JAKARTA, FAKTANASIONAL.NET – Bareskrim Polri berhasil mengungkap kasus pembobolan rekening dormant milik Bank BUMN dengan nilai kerugian mencapai Rp204 miliar.
Direktur Tindak Pidana Ekonomi Khusus Bareskrim, Brigjen Helfi Assegaf, menjelaskan aksi ini dilakukan sindikat pada Jumat, 20 Juni 2025. Modus yang digunakan adalah akses ilegal untuk memindahkan dana nasabah tanpa kehadiran fisik pemilik rekening.
“Sindikat pembobol bank dengan modus melakukan akses ilegal untuk pemindahan dana di rekening dormant secara in absentia atau tanpa kehadiran fisik nasabah senilai Rp204 miliar,” ujarnya dalam konferensi pers, Kamis (25/9/2025).

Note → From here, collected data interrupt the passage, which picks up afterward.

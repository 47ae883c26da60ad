//! JS 执行器 - 基础设施层
//!
//! 持有唯一的 page 资源，只暴露"执行 JS"的能力

use chromiumoxide::Page;
use serde::de::DeserializeOwned;
use serde_json::Value as JsonValue;

use crate::error::SessionResult;
use crate::infrastructure::Locator;

/// 在页面中解析 [`Locator`] 的 JS 函数
///
/// 文字过滤只保留最内层的匹配元素，避免外层布局表格一起命中
const LOCATE_FN: &str = r#"
const __locate = (css, text, inner) => {
    let nodes = Array.from(document.querySelectorAll(css));
    if (text !== null) {
        nodes = nodes.filter(n => (n.innerText || n.textContent || '').includes(text));
        nodes = nodes.filter(n => !nodes.some(o => o !== n && n.contains(o)));
    }
    if (inner !== null) {
        nodes = nodes.map(n => n.querySelector(inner)).filter(n => n !== null);
    }
    return nodes;
};
"#;

/// JS 执行器
///
/// 职责：
/// - 持有唯一的 Page 资源
/// - 暴露 eval() 能力
/// - 不认识过滤器和报表
pub struct JsExecutor {
    page: Page,
}

impl JsExecutor {
    /// 创建新的 JS 执行器
    pub fn new(page: Page) -> Self {
        Self { page }
    }

    /// 获取 page 的引用（用于导航、Cookie 等非脚本操作）
    pub fn page(&self) -> &Page {
        &self.page
    }

    /// 交出 page（用于关闭页面）
    pub fn into_page(self) -> Page {
        self.page
    }

    /// 执行 JS 代码并返回 JSON 结果
    pub async fn eval(&self, js_code: impl Into<String>) -> SessionResult<JsonValue> {
        let result = self.page.evaluate(js_code.into()).await?;
        let json_value = result.into_value()?;
        Ok(json_value)
    }

    /// 执行 JS 代码并反序列化为指定类型
    pub async fn eval_as<T: DeserializeOwned>(&self, js_code: impl Into<String>) -> SessionResult<T> {
        let json_value = self.eval(js_code).await?;
        let typed_value = serde_json::from_value(json_value)?;
        Ok(typed_value)
    }

    /// 针对定位器执行脚本
    ///
    /// `body` 中可以使用 `els`（匹配到的元素数组）和 `arg`（额外参数）
    pub async fn eval_on<T: DeserializeOwned>(
        &self,
        locator: &Locator,
        arg: &JsonValue,
        body: &str,
    ) -> SessionResult<T> {
        let script = Self::script_for(locator, arg, body)?;
        self.eval_as(script).await
    }

    fn script_for(locator: &Locator, arg: &JsonValue, body: &str) -> SessionResult<String> {
        let css = serde_json::to_string(locator.css_selector())?;
        let text = serde_json::to_string(&locator.text_filter())?;
        let inner = serde_json::to_string(&locator.inner_selector())?;
        let arg = serde_json::to_string(arg)?;
        Ok(format!(
            "(() => {{ {LOCATE_FN} const els = __locate({css}, {text}, {inner}); const arg = {arg}; {body} }})()"
        ))
    }
}
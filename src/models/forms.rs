//! 静态表单描述
//!
//! 每种报表对应一张过滤器表、一组固定复选框、一个提交按钮和一种抽取方式。
//! 过滤器按声明顺序与页面交互，与调用方传入参数的顺序无关。

use crate::infrastructure::{LabelMatch, Locator};
use crate::models::filter::{FieldDef, FieldKind, FilterDef, ValueSource};

/// 报表表格的固定列宽（标题行跨越全部列）
pub const REPORT_COLUMNS: usize = 17;

/// 数据行至少需要的单元格数
pub const MIN_DATA_CELLS: usize = 9;

/// 始终需要勾选的复选框
#[derive(Debug, Clone)]
pub struct FixedCheckbox {
    /// 日志中显示的名称
    pub label: &'static str,
    pub target: Locator,
}

/// 报表表单
#[derive(Debug, Clone)]
pub struct ReportForm {
    pub filters: &'static [FilterDef],
    pub fixed_checkboxes: &'static [FixedCheckbox],
    pub submit: Locator,
    /// 提交按钮上的文字（用于日志）
    pub submit_label: &'static str,
}

/// 数据行的列映射（下标从 0 开始）
///
/// 可选列只在详细报表中读取
#[derive(Debug, Clone, Copy, PartialEq, Eq)]
pub struct ColumnMapping {
    pub term: usize,
    pub section_code: usize,
    pub instructors: usize,
    pub schedule: usize,
    pub enrolled: usize,
    pub situation: Option<usize>,
    pub modality: Option<usize>,
    pub status: Option<usize>,
    pub location: Option<usize>,
}

impl ColumnMapping {
    pub const BASIC: ColumnMapping = ColumnMapping {
        term: 0,
        section_code: 1,
        instructors: 2,
        schedule: 6,
        enrolled: 8,
        situation: None,
        modality: None,
        status: None,
        location: None,
    };

    pub const DETAILED: ColumnMapping = ColumnMapping {
        situation: Some(3),
        modality: Some(4),
        status: Some(5),
        location: Some(7),
        ..ColumnMapping::BASIC
    };
}

/// 抽取方式
#[derive(Debug, Clone)]
pub enum Extraction {
    /// 逐行生成记录
    Records { table: Locator, mapping: ColumnMapping },
    /// 只统计表体行数
    Count { table: Locator, caption: &'static str },
}

const fn select(id: &'static str, param: &'static str) -> FieldDef {
    FieldDef {
        target: Locator::css(id),
        kind: FieldKind::Select(LabelMatch::Exact),
        source: ValueSource::Param(param),
    }
}

const fn text(id: &'static str, param: &'static str) -> FieldDef {
    FieldDef {
        target: Locator::css(id),
        kind: FieldKind::Text,
        source: ValueSource::Param(param),
    }
}

/// 复选框 + 依赖字段（用结构体字面量，保证字段切片在 static 中得到 'static 生命周期）
macro_rules! filter {
    ($name:literal, $checkbox:literal, [$($field:expr),+ $(,)?] $(,)?) => {
        FilterDef {
            name: $name,
            checkbox: Some(Locator::css($checkbox)),
            fields: &[$($field),+],
        }
    };
}

// ========== 查询班级（Consultar Turmas） ==========

static TURMAS_FILTERS: &[FilterDef] = &[
    filter!(
        "modalidadeCurso",
        r#"[id="form:checkModalidadeCurso"]"#,
        [select(r#"[id="form:modalidadeCurso"]"#, "modalidadeCurso")],
    ),
    filter!(
        "modalidadeTurma",
        r#"[id="form:checkModalidadeTurma"]"#,
        [select(r#"[id="form:modalidadeTurma"]"#, "modalidadeTurma")],
    ),
    filter!(
        "centroOuCampus",
        r#"[id="form:checkCentro"]"#,
        [select(r#"[id="form:centro"]"#, "centroOuCampus")],
    ),
    filter!(
        "departamento",
        r#"[id="form:checkUnidade"]"#,
        [select(r#"[id="form:unidade"]"#, "departamento")],
    ),
    filter!(
        "cursoReservado",
        r#"[id="form:checkCurso"]"#,
        [select(r#"[id="form:curso"]"#, "cursoReservado")],
    ),
    filter!(
        "horario",
        r#"[id="form:checkHorario"]"#,
        [text(r#"[id="form:horario"]"#, "horario")],
    ),
    filter!(
        "codigoComponente",
        r#"[id="form:checkCodigo"]"#,
        [text(r#"[id="form:codigoComponente"]"#, "codigoComponente")],
    ),
    filter!(
        "nomeComponente",
        r#"[id="form:checkDisciplina"]"#,
        [text(r#"[id="form:nomeDisciplina"]"#, "nomeComponente")],
    ),
    filter!(
        "nomeDocente",
        r#"[id="form:checkDocente"]"#,
        [text(r#"[id="form:nomeDocente"]"#, "nomeDocente")],
    ),
    filter!(
        "codigoTurma",
        r#"[id="form:checkCodigoTurma"]"#,
        [text(r#"[id="form:codigoTurma"]"#, "codigoTurma")],
    ),
];

pub static TURMAS_FORM: ReportForm = ReportForm {
    filters: TURMAS_FILTERS,
    fixed_checkboxes: &[],
    submit: Locator::css("input[value='Buscar']"),
    submit_label: "Buscar",
};

/// 班级列表表格
pub const TURMAS_TABLE: Locator = Locator::css("table.listagem");

// ========== 可修读学生（Alunos Aptos） ==========

static ALUNOS_APTOS_FILTERS: &[FilterDef] = &[
    FilterDef {
        name: "componenteCurricular",
        checkbox: None,
        fields: &[FieldDef {
            target: Locator::new("tr", Some("Componente Curricular"), Some("td:nth-of-type(2) select")),
            kind: FieldKind::Select(LabelMatch::Contains),
            source: ValueSource::Param("componenteCurricular"),
        }],
    },
    FilterDef {
        name: "anoPeriodoIngresso",
        checkbox: None,
        fields: &[
            FieldDef {
                target: Locator::css(r#"input[id="form:inputAno"]"#),
                kind: FieldKind::Text,
                source: ValueSource::Split {
                    param: "anoPeriodoIngresso",
                    separator: '.',
                    index: 0,
                },
            },
            FieldDef {
                target: Locator::css(r#"input[id="form:inputPeriodo"]"#),
                kind: FieldKind::Text,
                source: ValueSource::Split {
                    param: "anoPeriodoIngresso",
                    separator: '.',
                    index: 1,
                },
            },
        ],
    },
];

pub static ALUNOS_APTOS_FORM: ReportForm = ReportForm {
    filters: ALUNOS_APTOS_FILTERS,
    fixed_checkboxes: &[FixedCheckbox {
        label: "Listar Apenas Alunos Habilitados a Cursar o Componente",
        target: Locator::new(
            "tr",
            Some("Listar Apenas Alunos Habilitados a Cursar o Componente"),
            Some("td:first-child input[type='checkbox']"),
        ),
    }],
    submit: Locator::css("input[value='Gerar Relatório']"),
    submit_label: "Gerar Relatório",
};

/// 可修读学生报表的标题
pub const MATRIZ_CAPTION: &str = "Matriz Curricular";

/// 可修读学生表格
pub const ALUNOS_APTOS_TABLE: Locator = Locator::with_text("table", MATRIZ_CAPTION);

#[cfg(test)]
mod tests {
    use super::*;

    #[test]
    fn turmas_filters_follow_declared_order() {
        let names: Vec<_> = TURMAS_FORM.filters.iter().map(|f| f.name).collect();
        assert_eq!(
            names,
            [
                "modalidadeCurso",
                "modalidadeTurma",
                "centroOuCampus",
                "departamento",
                "cursoReservado",
                "horario",
                "codigoComponente",
                "nomeComponente",
                "nomeDocente",
                "codigoTurma"
            ]
        );
    }

    #[test]
    fn detailed_mapping_reads_reserved_columns() {
        assert_eq!(ColumnMapping::DETAILED.schedule, 6);
        assert_eq!(ColumnMapping::DETAILED.location, Some(7));
        assert_eq!(ColumnMapping::BASIC.status, None);
    }

    #[test]
    fn alunos_aptos_form_uses_fixed_checkbox() {
        assert_eq!(ALUNOS_APTOS_FORM.fixed_checkboxes.len(), 1);
        assert!(ALUNOS_APTOS_FORM.filters.iter().all(|f| f.checkbox.is_none()));
    }
}
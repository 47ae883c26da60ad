pub mod filter;
pub mod forms;
pub mod outcome;
pub mod report;

pub use filter::{FieldDef, FieldKind, FieldSpec, FilterDef, FilterSpec, ParamMap, ValueSource};
pub use forms::{ColumnMapping, Extraction, FixedCheckbox, ReportForm};
pub use outcome::{ExecutionLog, Outcome};
pub use report::{CourseSection, ExtractionResult, Instructor, ReportData, ReportKind, ReportSection};
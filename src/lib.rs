//! # SIGAA Report Scraper
//!
//! 在 SIGAA 学术门户上填写报表表单、提交并抽取结果的自动化工具
//!
//! ## 架构设计
//!
//! 本系统采用严格的四层架构：
//!
//! ### ① 基础设施层（Infrastructure）
//! - `infrastructure/` - 持有稀缺资源（Page），只暴露能力
//! - `BrowserSession` - 浏览器能力抽象（定位、勾选、填写、点击、读取）
//! - `CdpSession` - 基于 chromiumoxide 的实现，`JsExecutor` 是唯一的 page owner
//! - `MemorySession` - 脚本化的内存实现，用于测试
//!
//! ### ② 业务能力层（Services）
//! - `services/` - 描述"我能做什么"，互不依赖
//! - `resolve_filters` / `FilterEngine` - 解析并应用过滤器
//! - `classify` - 读取门户错误面板
//! - `walk` / `parse_instructors` / `normalize_rows` - 表格抽取
//! - `CsvWriter` - 写 CSV 能力
//!
//! ### ③ 流程层（Workflow）
//! - `workflow/` - 定义"一次报表"的完整处理流程
//! - `PortalNavigator` - 主菜单 → 报表表单
//! - `ReportFlow` - 过滤 → 错误分类 → 抽取
//!
//! ### ④ 编排层（Orchestration）
//! - `orchestrator/` - 管理浏览器生命周期，把结果包装成响应
//!
//! ## 模块结构

pub mod browser;
pub mod config;
pub mod error;
pub mod infrastructure;

pub mod models;
pub mod orchestrator;
pub mod services;
pub mod utils;
pub mod workflow;

// 重新导出常用类型
pub use config::Config;
pub use error::{AppError, AppResult};
pub use infrastructure::{BrowserSession, CdpSession, MemorySession};
pub use models::{ExecutionLog, ExtractionResult, ParamMap, ReportKind};
pub use orchestrator::{run_report, App, ReportRequest, Response};
pub use workflow::{FlowOutput, ReportFlow};
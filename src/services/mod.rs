pub mod csv_writer;
pub mod error_classifier;
pub mod field_resolver;
pub mod filter_engine;
pub mod instructor_parser;
pub mod row_normalizer;
pub mod table_walker;

pub use csv_writer::CsvWriter;
pub use error_classifier::classify;
pub use field_resolver::resolve_filters;
pub use filter_engine::{ApplyReport, FilterEngine};
pub use instructor_parser::{parse_instructors, ParsedInstructors};
pub use row_normalizer::{normalize_row, normalize_rows};
pub use table_walker::{count_body_rows, walk, Walk, WalkedRow};
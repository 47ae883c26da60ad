//! 过滤器模型
//!
//! 静态过滤器表（`FilterDef`）描述表单结构，
//! 解析后的 `FilterSpec` 携带本次运行要填写的具体值。

use std::collections::HashMap;

use serde::Deserialize;
use serde_json::Value as JsonValue;

use crate::error::{AppError, AppResult};
use crate::infrastructure::{LabelMatch, Locator};

/// 输入参数（扁平字符串映射，缺失等同于空字符串）
#[derive(Debug, Clone, Default, PartialEq, Eq, Deserialize)]
#[serde(try_from = "HashMap<String, JsonValue>")]
pub struct ParamMap(HashMap<String, String>);

impl ParamMap {
    pub fn new() -> Self {
        Self::default()
    }

    /// 取参数值，缺失时返回空字符串
    pub fn get(&self, key: &str) -> &str {
        self.0.get(key).map(String::as_str).unwrap_or("")
    }

    pub fn insert(&mut self, key: impl Into<String>, value: impl Into<String>) {
        self.0.insert(key.into(), value.into());
    }

    /// 从 JSON 对象文本解析
    pub fn from_json(text: &str) -> AppResult<Self> {
        serde_json::from_str(text).map_err(|e| AppError::Params(format!("JSON 参数无效: {}", e)))
    }

    /// 从 TOML 文本解析
    pub fn from_toml(text: &str) -> AppResult<Self> {
        let table: toml::Table =
            toml::from_str(text).map_err(|e| AppError::Params(format!("TOML 参数无效: {}", e)))?;
        let mut params = Self::new();
        for (key, value) in table {
            let value = match value {
                toml::Value::String(s) => s,
                other => other.to_string(),
            };
            params.insert(key, value);
        }
        Ok(params)
    }
}

impl<K: Into<String>, V: Into<String>> FromIterator<(K, V)> for ParamMap {
    fn from_iter<I: IntoIterator<Item = (K, V)>>(iter: I) -> Self {
        Self(iter.into_iter().map(|(k, v)| (k.into(), v.into())).collect())
    }
}

impl TryFrom<HashMap<String, JsonValue>> for ParamMap {
    type Error = String;

    fn try_from(raw: HashMap<String, JsonValue>) -> Result<Self, Self::Error> {
        raw.into_iter()
            .map(|(key, value)| {
                let value = match value {
                    JsonValue::Null => String::new(),
                    JsonValue::String(s) => s,
                    JsonValue::Number(n) => n.to_string(),
                    JsonValue::Bool(b) => b.to_string(),
                    other => return Err(format!("参数 {} 不是标量: {}", key, other)),
                };
                Ok((key, value))
            })
            .collect()
    }
}

/// 表单字段类型
#[derive(Debug, Clone, Copy, PartialEq, Eq)]
pub enum FieldKind {
    /// 文本框，直接填写
    Text,
    /// 下拉框，按可见文字选择
    Select(LabelMatch),
}

/// 字段值来源
#[derive(Debug, Clone, Copy, PartialEq, Eq)]
pub enum ValueSource {
    /// 整个参数值
    Param(&'static str),
    /// 参数按分隔符切分后的第 `index` 段（不存在时为空）
    Split {
        param: &'static str,
        separator: char,
        index: usize,
    },
}

impl ValueSource {
    pub fn resolve(self, params: &ParamMap) -> String {
        match self {
            ValueSource::Param(key) => params.get(key).trim().to_string(),
            ValueSource::Split {
                param,
                separator,
                index,
            } => params
                .get(param)
                .split(separator)
                .nth(index)
                .unwrap_or("")
                .trim()
                .to_string(),
        }
    }
}

/// 静态表中的字段定义
#[derive(Debug, Clone)]
pub struct FieldDef {
    pub target: Locator,
    pub kind: FieldKind,
    pub source: ValueSource,
}

/// 静态表中的过滤器定义（一个复选框 + 若干依赖字段）
#[derive(Debug, Clone)]
pub struct FilterDef {
    /// 逻辑名（同时也是主要参数名）
    pub name: &'static str,
    /// 启用该过滤器的复选框；部分表单的字段无需复选框
    pub checkbox: Option<Locator>,
    pub fields: &'static [FieldDef],
}

/// 本次运行要填写的字段
#[derive(Debug, Clone, PartialEq, Eq)]
pub struct FieldSpec {
    pub target: Locator,
    pub kind: FieldKind,
    pub value: String,
}

/// 本次运行要应用的过滤器
#[derive(Debug, Clone, PartialEq, Eq)]
pub struct FilterSpec {
    pub name: String,
    pub checkbox: Option<Locator>,
    pub fields: Vec<FieldSpec>,
}

impl FilterSpec {
    /// 至少一个字段有值时才需要应用
    pub fn has_values(&self) -> bool {
        self.fields.iter().any(|f| !f.value.is_empty())
    }
}

#[cfg(test)]
mod tests {
    use super::*;

    #[test]
    fn absent_key_reads_as_empty() {
        let params = ParamMap::new();
        assert_eq!(params.get("departamento"), "");
    }

    #[test]
    fn json_scalars_are_stringified() {
        let params = ParamMap::from_json(r#"{"codigoTurma": 1, "horario": null, "nomeDocente": "ANA"}"#)
            .unwrap();
        assert_eq!(params.get("codigoTurma"), "1");
        assert_eq!(params.get("horario"), "");
        assert_eq!(params.get("nomeDocente"), "ANA");
    }

    #[test]
    fn json_arrays_are_rejected() {
        assert!(ParamMap::from_json(r#"{"departamento": ["a"]}"#).is_err());
    }

    #[test]
    fn toml_params_are_flattened() {
        let params = ParamMap::from_toml("anoPeriodoIngresso = \"2023.1\"\ncodigoTurma = 2\n").unwrap();
        assert_eq!(params.get("anoPeriodoIngresso"), "2023.1");
        assert_eq!(params.get("codigoTurma"), "2");
    }

    #[test]
    fn split_source_picks_segment() {
        let params: ParamMap = [("anoPeriodoIngresso", "2023.2")].into_iter().collect();
        let year = ValueSource::Split {
            param: "anoPeriodoIngresso",
            separator: '.',
            index: 0,
        };
        let period = ValueSource::Split {
            param: "anoPeriodoIngresso",
            separator: '.',
            index: 1,
        };
        assert_eq!(year.resolve(&params), "2023");
        assert_eq!(period.resolve(&params), "2");
    }

    #[test]
    fn split_source_without_separator_fills_first_segment_only() {
        let params: ParamMap = [("anoPeriodoIngresso", "2023")].into_iter().collect();
        let period = ValueSource::Split {
            param: "anoPeriodoIngresso",
            separator: '.',
            index: 1,
        };
        assert_eq!(period.resolve(&params), "");
    }
}
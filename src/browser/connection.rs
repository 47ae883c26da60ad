use chromiumoxide::{Browser, Page};
use futures::StreamExt;
use tokio::time::sleep;
use tracing::{debug, error, info};

use crate::error::{AppError, AppResult};

/// 连接到已开启调试端口的浏览器，并新建一个空白页面
///
/// 每次运行使用独立页面，不复用用户已打开的标签页
pub async fn connect_to_browser(port: u16) -> AppResult<(Browser, Page)> {
    let browser_url = format!("http://localhost:{}", port);
    info!("正在连接到浏览器: {}", browser_url);

    let (browser, mut handler) = Browser::connect(&browser_url).await.map_err(|e| {
        error!("连接浏览器失败: {}", e);
        AppError::BrowserConnection { port, source: e }
    })?;
    debug!("浏览器连接成功");

    // 在后台处理浏览器事件
    tokio::spawn(async move {
        while let Some(h) = handler.next().await {
            if h.is_err() {
                break;
            }
        }
    });

    // 添加短暂延迟以等待浏览器状态同步
    sleep(tokio::time::Duration::from_millis(300)).await;

    let page = browser.new_page("about:blank").await.map_err(|e| {
        error!("创建空白页面失败: {}", e);
        AppError::BrowserConnection { port, source: e }
    })?;

    Ok((browser, page))
}
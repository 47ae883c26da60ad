use std::path::PathBuf;
use std::process::ExitCode;

use anyhow::{Context, Result};
use clap::Parser;
use tracing::{info, warn};

use sigaa_report_scraper::error::AppError;
use sigaa_report_scraper::models::{ParamMap, ReportKind};
use sigaa_report_scraper::orchestrator::{run_report, ReportRequest, Response, Resultado};
use sigaa_report_scraper::services::CsvWriter;
use sigaa_report_scraper::utils::logging;
use sigaa_report_scraper::Config;

/// 参数中携带会话 Cookie 的键
const SESSION_PARAM: &str = "userData";

/// SIGAA 报表抓取
#[derive(Debug, Parser)]
#[command(version, about)]
struct Cli {
    /// 报表类型
    #[arg(value_enum)]
    report: ReportKind,

    /// 过滤参数（JSON 对象）
    params: Option<String>,

    /// 从文件读取过滤参数（.toml 或 .json）
    #[arg(long, conflicts_with = "params")]
    params_file: Option<PathBuf>,

    /// 会话 Cookie 值（缺省时读取参数中的 userData）
    #[arg(long)]
    session_cookie: Option<String>,

    /// 额外把班级记录写入 CSV
    #[arg(long)]
    csv: Option<PathBuf>,
}

fn load_params(cli: &Cli) -> Result<ParamMap, AppError> {
    match (&cli.params, &cli.params_file) {
        (Some(inline), _) => ParamMap::from_json(inline),
        (None, Some(path)) => {
            let text = std::fs::read_to_string(path)
                .map_err(|e| AppError::file(path.display().to_string(), e))?;
            let is_toml = path
                .extension()
                .is_some_and(|ext| ext.eq_ignore_ascii_case("toml"));
            if is_toml {
                ParamMap::from_toml(&text)
            } else {
                ParamMap::from_json(&text)
            }
        }
        (None, None) => Ok(ParamMap::new()),
    }
}

fn build_request(cli: &Cli) -> Result<ReportRequest, AppError> {
    let params = load_params(cli)?;
    let session_token = cli
        .session_cookie
        .clone()
        .filter(|token| !token.trim().is_empty())
        .unwrap_or_else(|| params.get(SESSION_PARAM).to_string());
    if session_token.is_empty() {
        return Err(AppError::Params(format!(
            "缺少会话 Cookie（--session-cookie 或参数 {}）",
            SESSION_PARAM
        )));
    }
    Ok(ReportRequest {
        kind: cli.report,
        params,
        session_token,
    })
}

#[tokio::main]
async fn main() -> Result<ExitCode> {
    let cli = Cli::parse();

    // 加载配置
    let config = Config::from_env()?;

    // 初始化日志
    logging::init(config.verbose_logging);

    let response = match build_request(&cli) {
        Ok(request) => run_report(config, request).await,
        Err(e) => {
            warn!("⚠️ 请求无效: {}", e);
            Response::from(e)
        }
    };

    if let (Some(path), Resultado::Extracted(result)) = (&cli.csv, &response.resultado) {
        CsvWriter::with_path(path.display().to_string()).write(result.records())?;
        info!("💾 CSV 已写入: {}", path.display());
    }

    let json = serde_json::to_string_pretty(&response).context("序列化响应失败")?;
    println!("{}", json);

    Ok(if response.status == 200 {
        ExitCode::SUCCESS
    } else {
        ExitCode::FAILURE
    })
}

Kasus bermula awal Juni 2025 saat otak sindikat berinisial C mendatangi Kepala Cabang Pembantu Bank BUMN di Jawa Barat, AP. C mengaku sebagai perwakilan Satgas Perampasan Aset dan memaksa AP menyerahkan User ID aplikasi Core Banking dengan ancaman keselamatan dirinya dan keluarga.